Tuesday, May 27, 2014

I'm Not Good At This

I'm not good at this.

And suddenly nothing I ever said or cared about or practiced really matters to me at all.

I don't do the things I'm supposed to. I don't drink enough water and I know it. I haven't gotten enough exercise. I'm behind on papers. I eat anything. Meat included. I cannot snap my fingers and be happy. It's not easy. I don't know why I ever made it sound like it is. I'm bitter at the sound of my own advice.

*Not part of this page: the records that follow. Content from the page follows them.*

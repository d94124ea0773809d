//! Verification code and password hashing
//!
//! Codes and passwords are stored as Argon2id PHC strings only.

use argon2::password_hash::rand_core::OsRng;
use argon2::password_hash::{PasswordHash, PasswordHasher, PasswordVerifier, SaltString};
use argon2::Argon2;
use rand::Rng;

use crate::error::{OnboardingError, Result};

pub const MIN_PASSWORD_LENGTH: usize = 8;

/// Random numeric code of `length` digits
pub fn generate(length: usize) -> String {
    let mut rng = rand::thread_rng();
    (0..length)
        .map(|_| char::from(b'0' + rng.gen_range(0..10u8)))
        .collect()
}

/// Hash a secret with Argon2id and a random salt
pub fn hash_secret(secret: &str) -> Result<String> {
    let salt = SaltString::generate(&mut OsRng);
    Argon2::default()
        .hash_password(secret.as_bytes(), &salt)
        .map(|hash| hash.to_string())
        .map_err(|e| OnboardingError::Storage(format!("hashing failed: {e}")))
}

/// Check `secret` against a stored PHC hash. Unparseable hashes never match.
pub fn verify_secret(secret: &str, hash: &str) -> bool {
    PasswordHash::new(hash)
        .map(|parsed| Argon2::default().verify_password(secret.as_bytes(), &parsed).is_ok())
        .unwrap_or(false)
}

pub fn validate_password(password: &str) -> Result<()> {
    if password.chars().count() < MIN_PASSWORD_LENGTH {
        return Err(OnboardingError::validation(
            "password",
            format!("must be at least {MIN_PASSWORD_LENGTH} characters"),
        ));
    }
    Ok(())
}

#[cfg(test)]
mod tests {
    use super::*;

    #[test]
    fn test_generate_code_shape() {
        let code = generate(6);
        assert_eq!(code.len(), 6);
        assert!(code.chars().all(|c| c.is_ascii_digit()));
    }

    #[test]
    fn test_hash_and_verify() {
        let hash = hash_secret("123456").unwrap();
        assert!(hash.starts_with("$argon2id$"));
        assert!(verify_secret("123456", &hash));
        assert!(!verify_secret("654321", &hash));
        assert!(!verify_secret("123456", "not-a-hash"));
    }

    #[test]
    fn test_password_length() {
        assert!(validate_password("short").is_err());
        assert!(validate_password("long-enough").is_ok());
    }
}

I don't make salads. I cannot meditate. I gave up reading books because I forget the words in front of me in a matter or minutes. I have not opened my emails in days. I miss phone calls and don't return them. My sink is full of dishes. My suitcase is still empty and Friday is just seconds away.
I don't do the things I'm supposed to.

The things I'm supposed to do.

What is it that I'm supposed to do?

I need to be there. And yet I am here.
To get there I must board a plane. I must pack. I must close bank accounts and exchange money. I must say goodbye and wish people well. I must figure out what is next.

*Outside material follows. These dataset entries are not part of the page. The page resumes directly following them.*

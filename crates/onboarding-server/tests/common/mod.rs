//! Shared helpers for HTTP integration tests

#![allow(dead_code)]

use std::sync::Arc;

use axum::body::Body;
use axum::http::{Method, Request, Response, StatusCode};
use axum::Router;
use http_body_util::BodyExt;
use onboarding_core::identity::{MemoryNotificationSink, StaticIdentityProvider};
use onboarding_core::payment::MockPaymentGateway;
use onboarding_core::{
    Capabilities, ManualClock, MemoryBackend, OnboardingConfig, OnboardingService, PlanCatalog,
    VerifiedIdentity,
};
use onboarding_server::config::ServerConfig;
use onboarding_server::handlers::SIGNATURE_HEADER;
use onboarding_server::{router, AppState};
use tower::ServiceExt;

pub const EMAIL: &str = "jane@example.com";
pub const GOOGLE_ASSERTION: &str = "google-auth-code";

/// Router plus handles on the in-memory collaborators behind it
pub struct TestApp {
    pub router: Router,
    pub backend: MemoryBackend,
    pub sink: Arc<MemoryNotificationSink>,
    pub gateway: Arc<MockPaymentGateway>,
    pub clock: Arc<ManualClock>,
}

pub fn build_test_app() -> TestApp {
    let backend = MemoryBackend::new();
    let sink = Arc::new(MemoryNotificationSink::new());
    let gateway = Arc::new(MockPaymentGateway::new("whsec_test"));
    let clock = Arc::new(ManualClock::default());
    let identity = StaticIdentityProvider::new().with_identity(
        GOOGLE_ASSERTION,
        VerifiedIdentity {
            email: EMAIL.into(),
            email_verified: true,
            given_name: Some("Jane".into()),
            family_name: Some("Doe".into()),
        },
    );

    let service = OnboardingService::with_clock(
        Arc::new(backend.clone()),
        Arc::new(backend.clone()),
        Capabilities {
            identity: Arc::new(identity),
            notifications: sink.clone(),
            payments: gateway.clone(),
        },
        PlanCatalog::standard(),
        OnboardingConfig::default(),
        clock.clone(),
    );
    let state = AppState {
        service,
        config: Arc::new(ServerConfig::default()),
    };

    TestApp {
        router: router(state),
        backend,
        sink,
        gateway,
        clock,
    }
}

impl TestApp {
    pub async fn get(&self, uri: &str) -> Response<Body> {
        self.send(Method::GET, uri, Body::empty(), None).await
    }

    pub async fn delete(&self, uri: &str) -> Response<Body> {
        self.send(Method::DELETE, uri, Body::empty(), None).await
    }

    pub async fn post_json(&self, uri: &str, body: serde_json::Value) -> Response<Body> {
        self.send(Method::POST, uri, Body::from(body.to_string()), None).await
    }

    /// Post a webhook body signed by the mock gateway
    pub async fn post_webhook(&self, payload: &str) -> Response<Body> {
        let signature = self.gateway.sign(payload);
        self.post_webhook_with_signature(payload, &signature).await
    }

    pub async fn post_webhook_with_signature(&self, payload: &str, signature: &str) -> Response<Body> {
        self.send(
            Method::POST,
            "/webhook/payment",
            Body::from(payload.to_string()),
            Some(signature),
        )
        .await
    }

    async fn send(&self, method: Method, uri: &str, body: Body, signature: Option<&str>) -> Response<Body> {
        let mut request = Request::builder()
            .method(method)
            .uri(uri)
            .header("content-type", "application/json");
        if let Some(signature) = signature {
            request = request.header(SIGNATURE_HEADER, signature);
        }
        self.router
            .clone()
            .oneshot(request.body(body).unwrap())
            .await
            .unwrap()
    }

    /// Start a fresh session and return its token
    pub async fn start(&self, plan: &str) -> String {
        let response = self
            .post_json(
                "/api/onboarding/start",
                serde_json::json!({ "email": EMAIL, "plan_id": plan }),
            )
            .await;
        assert_eq!(response.status(), StatusCode::CREATED);
        let json = body_json(response).await;
        assert_eq!(json["status"], "started");
        json["token"].as_str().unwrap().to_string()
    }

    /// Issue a code and verify it with a full profile
    pub async fn verify_by_code(&self, token: &str) -> serde_json::Value {
        let response = self
            .post_json("/api/onboarding/email/code", serde_json::json!({ "token": token }))
            .await;
        assert_eq!(response.status(), StatusCode::OK);
        let code = self.sink.last_code_for(EMAIL).unwrap();

        let response = self
            .post_json(
                "/api/onboarding/verify-identity",
                serde_json::json!({
                    "token": token,
                    "method": "code",
                    "code": code,
                    "first_name": "Jane",
                    "last_name": "Doe",
                    "password": "correct-horse-battery"
                }),
            )
            .await;
        assert_eq!(response.status(), StatusCode::OK);
        body_json(response).await
    }

    pub async fn submit_business(&self, token: &str) -> Response<Body> {
        self.post_json(
            "/api/onboarding/submit-business",
            serde_json::json!({
                "token": token,
                "name": "Jane's Bakery",
                "descriptor": "janes-bakery",
                "country": "us",
                "currency": "usd"
            }),
        )
        .await
    }
}

/// Collect a response body as JSON
pub async fn body_json(response: Response<Body>) -> serde_json::Value {
    let bytes = response.into_body().collect().await.unwrap().to_bytes();
    serde_json::from_slice(&bytes).unwrap()
}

I need to do these things. Now.

But I don't.

I just don't do them.

I cry. I think about you a lot. I write. I think about friends here. I watch them pack. I watch them leave. Disappear. I smile with them. We share food. We have some wine. We laugh. It feels good. For a few moments. My mind goes back to you. To other places. To that time you held my hand in church and rubbed my fingers to make them long and skinny. That was years ago.  I haven't gone to church since 2006 or something. We all had dinner last night as the group of Asian Peace Builders got ready to head to the Philippines.  Such a warm group of people. So many big smiles and beautiful eyes. I like to imagine where they will be tomorrow. And next year and 10 years from now. We relive memories of classes together. Of my dogs wandering down the school halls. We hug and smile. I'm okay for a bit. More than okay. I'm happy. Proud. Loved. My mind travels back to you. You're telling me you don't want to make the salami pie but you are rolling the dough. You tell me you don't remember how many eggs but you are cracking them. We watch the video I recorded of you later and you love it. You smile and laugh at yourself. You watch it a few times. You curse a lot.

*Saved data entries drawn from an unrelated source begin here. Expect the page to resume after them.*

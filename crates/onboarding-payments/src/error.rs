//! Payment Error Types

use onboarding_core::CapabilityError;
use stripe::WebhookError;
use thiserror::Error;

/// Result type alias
pub type Result<T> = std::result::Result<T, PaymentError>;

/// Payment-related errors
#[derive(Error, Debug)]
pub enum PaymentError {
    /// Stripe API error
    #[error("Stripe error: {0}")]
    Stripe(String),

    /// Webhook signature verification failed
    #[error("Webhook signature invalid: {0}")]
    WebhookSignature(String),

    /// Webhook payload parsing failed
    #[error("Webhook parse error: {0}")]
    WebhookParse(String),

    /// Configuration error
    #[error("Configuration error: {0}")]
    Config(String),
}

impl PaymentError {
    /// Check if this error is retryable
    pub const fn is_retryable(&self) -> bool {
        matches!(self, Self::Stripe(_))
    }
}

impl From<WebhookError> for PaymentError {
    fn from(err: WebhookError) -> Self {
        match err {
            WebhookError::BadParse(_) => Self::WebhookParse(err.to_string()),
            other => Self::WebhookSignature(other.to_string()),
        }
    }
}

impl From<PaymentError> for CapabilityError {
    fn from(err: PaymentError) -> Self {
        if err.is_retryable() || matches!(err, PaymentError::Config(_)) {
            Self::Unavailable(err.to_string())
        } else {
            Self::Rejected(err.to_string())
        }
    }
}

#[cfg(test)]
mod tests {
    use super::*;

    #[test]
    fn test_signature_errors_are_rejections() {
        let err: CapabilityError = PaymentError::WebhookSignature("bad".into()).into();
        assert!(matches!(err, CapabilityError::Rejected(_)));

        let err: CapabilityError = PaymentError::Stripe("down".into()).into();
        assert!(matches!(err, CapabilityError::Unavailable(_)));
        assert!(PaymentError::Stripe("down".into()).is_retryable());

        let err: CapabilityError = PaymentError::Config("no key".into()).into();
        assert!(matches!(err, CapabilityError::Unavailable(_)));
    }

    #[test]
    fn test_webhook_errors_split_parse_from_signature() {
        assert!(matches!(
            PaymentError::from(WebhookError::BadSignature),
            PaymentError::WebhookSignature(_)
        ));
        assert!(matches!(
            PaymentError::from(WebhookError::BadTimestamp(0)),
            PaymentError::WebhookSignature(_)
        ));

        let bad_json = serde_json::from_str::<u8>("{").unwrap_err();
        let err = PaymentError::from(WebhookError::BadParse(bad_json));
        assert!(matches!(err, PaymentError::WebhookParse(_)));
        assert!(!err.is_retryable());
        assert!(matches!(CapabilityError::from(err), CapabilityError::Rejected(_)));
    }
}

Is it true you won't be there anymore? You won't do this? You won't come to my house? I won't wait by the door to let you in as you pull up in your white Chrysler? You won't wear your gold jewelry? You won't complain about the coffee? Who will I sit with at Christmas? Who will sleep in my childhood bed? Who will be my Grandma?

I come home.
I said home. I mean my place in Costa Rica. My little room overlooking a big green yard. The windmills to the left. The sunsets to the right.
I come home.
But I don't pack.

I take a few things off the walls. I'm supposed to do this.
Things I drew in the past few months. Quotes I like. Photos of places I imagine myself in the future.
I cry a little bit more. There's a photo of you in every room.
I don't care about these things.
Not right now. Will I care soon? When will that be?
Have you ever lost interest in a dream?

I don't dream. Not in the past couple of weeks. I see sunsets. But they're just colors.
I want better things for the world. For the people suffering. For the injustices. But, honestly, I stopped trying to believe I can help. I cannot imagine how to do so. Will I remember, one day? Will I know, sometime soon, what it is that I was placed on this planet to do?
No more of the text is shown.